[[ The data open ]]

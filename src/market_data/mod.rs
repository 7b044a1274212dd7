pub mod acquisition;
pub mod market_data_errors;
pub mod market_data_model;
pub mod market_data_repository;
pub mod market_data_service;
pub mod market_data_traits;
pub mod providers;

pub use acquisition::{fundamentals_due, plan_price_fetch, FetchPlan, FetchStrategy};
pub use market_data_errors::{MarketDataError, RetryClass};
pub use market_data_model::{
    BatchSyncEntry, BatchSyncSummary, FinancialSyncOutcome, PriceBar, StockMeta,
    SymbolSyncOutcome, SyncErrorCategory,
};
pub use market_data_repository::MarketDataRepository;
pub use market_data_service::MarketDataService;
pub use market_data_traits::MarketDataRepositoryTrait;
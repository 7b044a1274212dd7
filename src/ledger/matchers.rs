use rust_decimal::Decimal;
use serde::{Deserialize, Serialize};
use std::collections::HashMap;
use std::str::FromStr;

use super::ledger_errors::{LedgerError, Result};
use super::ledger_model::PositionLot;

/// Cost-basis policy used to allocate a sell across open lots.
#[derive(Debug, Clone, Copy, PartialEq, Eq, Serialize, Deserialize)]
#[serde(rename_all = "snake_case")]
pub enum CostBasisMethod {
    Fifo,
    Lifo,
    SpecificLot,
    AverageCost,
}

impl CostBasisMethod {
    pub fn as_str(&self) -> &'static str {
        match self {
            CostBasisMethod::Fifo => "fifo",
            CostBasisMethod::Lifo => "lifo",
            CostBasisMethod::SpecificLot => "specific",
            CostBasisMethod::AverageCost => "average",
        }
    }
}

impl FromStr for CostBasisMethod {
    type Err = String;

    fn from_str(s: &str) -> std::result::Result<Self, Self::Err> {
        match s.to_ascii_lowercase().as_str() {
            "fifo" => Ok(CostBasisMethod::Fifo),
            "lifo" => Ok(CostBasisMethod::Lifo),
            "specific" | "specific_lot" | "specificlot" => Ok(CostBasisMethod::SpecificLot),
            "average" | "average_cost" | "averagecost" => Ok(CostBasisMethod::AverageCost),
            other => Err(format!("unknown cost basis method '{}'", other)),
        }
    }
}

/// One caller-specified entry of a specific-lot plan.
#[derive(Debug, Clone, PartialEq, Serialize, Deserialize)]
#[serde(rename_all = "camelCase")]
pub struct SpecificLotRequest {
    pub lot_id: String,
    pub quantity: Decimal,
}

/// One planned consumption of a lot. The plan always sums to the sell
/// quantity.
#[derive(Debug, Clone, PartialEq)]
pub struct LotAllocation {
    pub lot_id: String,
    pub quantity: Decimal,
}

/// Produces the allocation plan for a sell. Pure: reads nothing beyond the
/// supplied lots, and identical inputs yield identical plans. Ties on
/// purchase date break by lot id ascending.
pub fn plan_allocations(
    method: CostBasisMethod,
    open_lots: &[PositionLot],
    quantity: Decimal,
    specific: Option<&[SpecificLotRequest]>,
) -> Result<Vec<LotAllocation>> {
    let available: Decimal = open_lots.iter().map(|lot| lot.remaining_quantity).sum();
    if available < quantity {
        return Err(LedgerError::InsufficientShares {
            requested: quantity,
            available,
        });
    }

    match method {
        CostBasisMethod::Fifo => Ok(consume_in_order(sorted_lots(open_lots, false), quantity)),
        CostBasisMethod::Lifo => Ok(consume_in_order(sorted_lots(open_lots, true), quantity)),
        CostBasisMethod::SpecificLot => {
            let plan = specific.ok_or_else(|| {
                LedgerError::InvalidInput("Specific-lot sells require a lot plan".to_string())
            })?;
            plan_specific(open_lots, quantity, plan)
        }
        CostBasisMethod::AverageCost => Ok(plan_average(open_lots, quantity)),
    }
}

fn sorted_lots(open_lots: &[PositionLot], newest_first: bool) -> Vec<&PositionLot> {
    let mut lots: Vec<&PositionLot> = open_lots
        .iter()
        .filter(|lot| lot.remaining_quantity > Decimal::ZERO)
        .collect();
    lots.sort_by(|a, b| {
        let ordering = a
            .purchase_date
            .cmp(&b.purchase_date)
            .then_with(|| a.id.cmp(&b.id));
        if newest_first {
            ordering.reverse()
        } else {
            ordering
        }
    });
    lots
}

fn consume_in_order(lots: Vec<&PositionLot>, quantity: Decimal) -> Vec<LotAllocation> {
    let mut plan = Vec::new();
    let mut remaining_to_sell = quantity;
    for lot in lots {
        if remaining_to_sell <= Decimal::ZERO {
            break;
        }
        let from_lot = lot.remaining_quantity.min(remaining_to_sell);
        plan.push(LotAllocation {
            lot_id: lot.id.clone(),
            quantity: from_lot,
        });
        remaining_to_sell -= from_lot;
    }
    plan
}

fn plan_specific(
    open_lots: &[PositionLot],
    quantity: Decimal,
    requests: &[SpecificLotRequest],
) -> Result<Vec<LotAllocation>> {
    let lots_by_id: HashMap<&str, &PositionLot> = open_lots
        .iter()
        .filter(|lot| lot.remaining_quantity > Decimal::ZERO)
        .map(|lot| (lot.id.as_str(), lot))
        .collect();

    let mut consumed: HashMap<&str, Decimal> = HashMap::new();
    let mut plan = Vec::new();
    let mut specified = Decimal::ZERO;

    for request in requests {
        if request.quantity <= Decimal::ZERO {
            return Err(LedgerError::InvalidInput(
                "Specific-lot quantities must be greater than zero".to_string(),
            ));
        }
        let lot = lots_by_id
            .get(request.lot_id.as_str())
            .ok_or_else(|| LedgerError::LotUnavailable(request.lot_id.clone()))?;

        let already = consumed
            .get(request.lot_id.as_str())
            .copied()
            .unwrap_or(Decimal::ZERO);
        if lot.remaining_quantity - already < request.quantity {
            return Err(LedgerError::InsufficientShares {
                requested: request.quantity,
                available: lot.remaining_quantity - already,
            });
        }

        consumed.insert(lot.id.as_str(), already + request.quantity);
        specified += request.quantity;
        plan.push(LotAllocation {
            lot_id: request.lot_id.clone(),
            quantity: request.quantity,
        });
    }

    if specified != quantity {
        return Err(LedgerError::PlanQuantityMismatch {
            specified,
            requested: quantity,
        });
    }
    Ok(plan)
}

/// Pools all open lots at their weighted-average cost conceptually, but keeps
/// the per-lot ledger intact by allocating pro-rata on remaining quantity.
fn plan_average(open_lots: &[PositionLot], quantity: Decimal) -> Vec<LotAllocation> {
    let lots = sorted_lots(open_lots, false);
    let total_available: Decimal = lots.iter().map(|lot| lot.remaining_quantity).sum();
    if total_available <= Decimal::ZERO {
        return Vec::new();
    }

    let mut plan: Vec<LotAllocation> = Vec::with_capacity(lots.len());
    let mut remaining_to_sell = quantity;

    for (index, lot) in lots.iter().enumerate() {
        if remaining_to_sell <= Decimal::ZERO {
            break;
        }
        let from_lot = if index == lots.len() - 1 {
            remaining_to_sell.min(lot.remaining_quantity)
        } else {
            (quantity * lot.remaining_quantity / total_available)
                .min(lot.remaining_quantity)
                .min(remaining_to_sell)
        };
        if from_lot > Decimal::ZERO {
            plan.push(LotAllocation {
                lot_id: lot.id.clone(),
                quantity: from_lot,
            });
            remaining_to_sell -= from_lot;
        }
    }

    // Division rounding can leave a residue; sweep it into lots that still
    // have spare remaining quantity, in order.
    if remaining_to_sell > Decimal::ZERO {
        for lot in &lots {
            if remaining_to_sell <= Decimal::ZERO {
                break;
            }
            let planned = plan
                .iter()
                .filter(|entry| entry.lot_id == lot.id)
                .map(|entry| entry.quantity)
                .sum::<Decimal>();
            let spare = lot.remaining_quantity - planned;
            if spare <= Decimal::ZERO {
                continue;
            }
            let extra = spare.min(remaining_to_sell);
            match plan.iter_mut().find(|entry| entry.lot_id == lot.id) {
                Some(entry) => entry.quantity += extra,
                None => plan.push(LotAllocation {
                    lot_id: lot.id.clone(),
                    quantity: extra,
                }),
            }
            remaining_to_sell -= extra;
        }
    }

    plan
}
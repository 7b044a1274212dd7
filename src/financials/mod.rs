pub mod financials_model;
pub mod financials_repository;

pub use financials_model::{FinancialFact, StatementPeriod, StatementType};
pub use financials_repository::FinancialsRepository;
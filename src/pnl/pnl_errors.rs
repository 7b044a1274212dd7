use chrono::NaiveDate;
use thiserror::Error;

use crate::db::DatabaseError;

pub type Result<T> = std::result::Result<T, PnlError>;

#[derive(Error, Debug)]
pub enum PnlError {
    #[error("Database error: {0}")]
    DatabaseError(#[from] diesel::result::Error),

    #[error("Database error: {0}")]
    DatabaseConnectionError(#[from] DatabaseError),

    #[error("No price available for {symbol} at {date}")]
    NoPrice { symbol: String, date: NaiveDate },

    #[error("Invalid input: {0}")]
    InvalidInput(String),

    #[error("Storage error: {0}")]
    Storage(String),
}

impl From<crate::errors::Error> for PnlError {
    fn from(err: crate::errors::Error) -> Self {
        PnlError::Storage(err.to_string())
    }
}

impl From<crate::ledger::LedgerError> for PnlError {
    fn from(err: crate::ledger::LedgerError) -> Self {
        PnlError::Storage(err.to_string())
    }
}
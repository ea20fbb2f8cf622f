pub mod sender;
pub use sender::{Error, Result, Sender, SenderBuilder};

#[cfg(feature = "smtp-sender")]
pub mod smtp;
#[cfg(feature = "smtp-sender")]
pub use smtp::Smtp;
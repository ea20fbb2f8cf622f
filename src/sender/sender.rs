// notimail-lib, a Rust library for build notification emails.
// Copyright (C) 2022  soywod <clement.douin@posteo.net>
//
// This program is free software: you can redistribute it and/or modify
// it under the terms of the GNU Affero General Public License as published by
// the Free Software Foundation, either version 3 of the License, or
// (at your option) any later version.
//
// This program is distributed in the hope that it will be useful,
// but WITHOUT ANY WARRANTY; without even the implied warranty of
// MERCHANTABILITY or FITNESS FOR A PARTICULAR PURPOSE.  See the
// GNU Affero General Public License for more details.
//
// You should have received a copy of the GNU Affero General Public License
// along with this program.  If not, see <https://www.gnu.org/licenses/>.

//! Sender module.
//!
//! This module contains the sender interface: the transport handing
//! the composed email over to the mail system.

use std::{error, result};
use thiserror::Error;

use crate::{email, MailConfig, OutgoingMessage};

#[cfg(feature = "smtp-sender")]
use crate::sender::smtp::{self, Smtp};

#[derive(Debug, Error)]
pub enum Error {
    #[error("cannot build email sender: sender is not defined")]
    BuildEmailSenderMissingError,
    #[error("cannot send email")]
    SendEmailError(#[source] Box<dyn error::Error + Send + Sync>),

    #[error(transparent)]
    EmailError(#[from] email::Error),
    #[cfg(feature = "smtp-sender")]
    #[error(transparent)]
    SmtpError(#[from] smtp::Error),
}

pub type Result<T> = result::Result<T, Error>;

/// Represents a transport able to send the composed email once.
/// Returns the raw email that has been sent.
pub trait Sender {
    fn send(&mut self, email: &OutgoingMessage) -> Result<Vec<u8>>;
}

#[derive(Debug, Default, Clone, Eq, PartialEq)]
pub struct SenderBuilder;

impl<'a> SenderBuilder {
    #[cfg(feature = "smtp-sender")]
    pub fn build(config: &'a MailConfig) -> Result<Box<dyn Sender + 'a>> {
        Ok(Box::new(Smtp::new(&config.smtp)))
    }

    #[cfg(not(feature = "smtp-sender"))]
    pub fn build(_config: &'a MailConfig) -> Result<Box<dyn Sender + 'a>> {
        Err(Error::BuildEmailSenderMissingError)
    }
}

[[ The data closed ]]

• _Exercise details_:
Find how many lines in the data above include the string "program", and give that number alone.

• _Completed task_:
3